In der UNEP-Studie Green New Deal wird empohlen, dass die G20-Länder sich so verhalten sollen wie China oder Südkorea, die versuchen, ihre Abhängigkeit von Kohlenstoff durch Investitionen in der Höhe von 3% des BIP zu senken. Auch Australien und Schweden schaffen es, mehr als 1% des BIPs in die kohlenstoffarme Wirtschaft zu investieren. Andere G20-Länder erreichen dieses Niveau der Investitionen nicht. Bei Deutschland liegen die Investitionen in die 'grüne Wirtschaft' bei 0,5% des BIPs, bei Frankreich sogar 0,3% des BIPs. 

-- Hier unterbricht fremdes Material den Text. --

use sqlx::FromRow;

#[derive(Debug, Clone, FromRow)]
pub struct PendingMutationRow {
    pub id: String,
    pub entity_table: String,
    pub action: String,
    pub payload: String,
    pub enqueued_at: i64,
    pub status: String,
    pub revision: i64,
    pub attempt_count: i64,
    pub last_error: Option<String>,
    pub last_attempt_at: Option<i64>,
}

#[derive(Debug, Clone, FromRow)]
pub struct PendingAttachmentRow {
    pub id: String,
    pub owner_entity_id: String,
    pub owner_confirmed: bool,
    pub file_name: String,
    pub content_type: Option<String>,
    pub content: Vec<u8>,
    pub enqueued_at: i64,
    pub attempt_count: i64,
    pub last_error: Option<String>,
    pub storage_path: Option<String>,
}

Alle Teilnehmer stimmten eindeutig zu, es sei notwendig, alle ökonomischen Mittel im Finanz-, Geld-und Steuerpolitikbereich zu nutzen. "Als Beispiel könnte die ökologische Steuerreform und vor allem die Kohlenstoffsteuer dienen," meinte der ehemalige tschechische Umweltminister Martin Bursík. " Die Preise sollten klar die Kosten widerspiegeln, mit denen die Waren oder die Dienstleistungen verbunden sind - d.h. alle Kosten, die durch deren Produktion entstehen, einschließlich der externen Kosten die ihre Produktion der Gesellschaft und der Umwelt verursacht," fügte Prof. Barbier hinzu.

Laut Prof.Švejnar befinden sich heutzutage im Wirtschaftssektor viele Subjekte, die an 'Grüner Wirtchaft' interessiert sind. "Die jetzige wirtschaftliche Krise sollte als Auslöser für eine Wende in der Wirtschaft dienen," äußerte sich Prof. Švejnar. "Diese neue Wirtschaft muss in erster Linie nachhaltig sein, das bedeutet, dass die Naturressourcen nicht schneller verbraucht und weggegessen werden dürfen, als die Erde fähig ist, uns diese zu bieten."